Starting from the scratch takes a lot of courage, willpower and inner strength. Pulling yourself up from the ground when you've been mentally knocked down means internal growth. And so, day by day, one step at the time, I grew stronger.
I didn't hate all male souls out there. I was mature enough to realize that not all men are the same. Not everyone out there is to get you, to play you, to possess you, and then eat your heart with a fine wine.
You guys, did I hate him that much?
No. He was a great man. Twisted and bruised in his ways. He gave his all.
I was expecting things he wasn't ready to give. He wasn't ready to let me go. Our personalities clashed. We didn't get each other. We weren't on the same page. Guess we never could figure it out.
Until one day my patience wore thin. I had enough of my dramas, waiting and hoping our relationship would change. Because there possibly couldn't be a good ending to this. So I packed my bags.
It's been long enough to lick my wounds- three years to be exact.
And to this day I get nervous when he calls. We instantly pick up right where we left off – being at each other's throats.
There was no peace when stormy arguments, sleepless nights, and punches to our bruised hearts was our " normal." We never agreed on what went wrong. He often thought I had a cactus where my heart should be. I thought he was too possessive, demanding, too everything. And the stories...the stories we told to the world were insanely different.

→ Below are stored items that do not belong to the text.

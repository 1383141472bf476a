#![no_main]
use ferrosync::Scanner;
use libfuzzer_sys::fuzz_target;

fuzz_target!(|data: &[u8]| {
    // Basic fuzzing for panic freedom: arbitrary bytes must only ever
    // produce an error or a (possibly partial) scanner. parse_bytes
    // sniffs the gzip magic itself, so compressed corpora work too.
    let _ = Scanner::parse_bytes(data);
});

He thought I'd come back one day more mature and ready for the commitment. He hoped I'd become the woman he tried so hard to make out of me. Maybe this is why he's never given me a closure till date.
This got me thinking; some people will never give you closure. You must grant it to yourself. The past will always be here to mess with the present. Memories, phone calls, random text messages, Instagram likes - these things will still show up. All you can do is to make peace with it, unleash what's holding you back, and let it go.
We often wonder- what if things played out differently? If we stayed? If we didn't go separate ways? If we could work out our differences?
I've traveled far from where I've been.
I no longer want to run around wearing makeup that doesn't survive tears. I no longer want to leave angry in the middle of the foggy night. I no longer want to fight until one of us wins.
I am happy where I've arrived. And just like that, my break- up turned out to be a breakthrough.
This season is about blissful zen. I synced and clicked with a man I met. There's no need to lock our horns. No need to leave. No need to prove anything. Just be raw me and be loved anyway. Little by little I learned to open up my heart again.